Start of INFORMATION SUPPLIED

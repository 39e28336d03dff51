use clap::Parser;

/// Server configuration, from flags or environment.
#[derive(Debug, Clone, Parser)]
#[command(name = "marketing-server", about = "Remote MCP server for marketing tools")]
pub struct Config {
    /// Address to bind
    #[arg(long, env = "MARKETING_MCP_HOST", default_value = "0.0.0.0")]
    pub host: String,

    /// Port to listen on
    #[arg(long, env = "PORT", default_value_t = 8787)]
    pub port: u16,
}

impl Config {
    /// The `host:port` pair to bind.
    pub fn addr(&self) -> String {
        format!("{}:{}", self.host, self.port)
    }
}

End of INFORMATION SUPPLIED

- **ASSIGNMENT**: The number of lines in the data that hold "Parser" must be the entire answer.

- **RESPONSE TO THE EXERCISE**: 2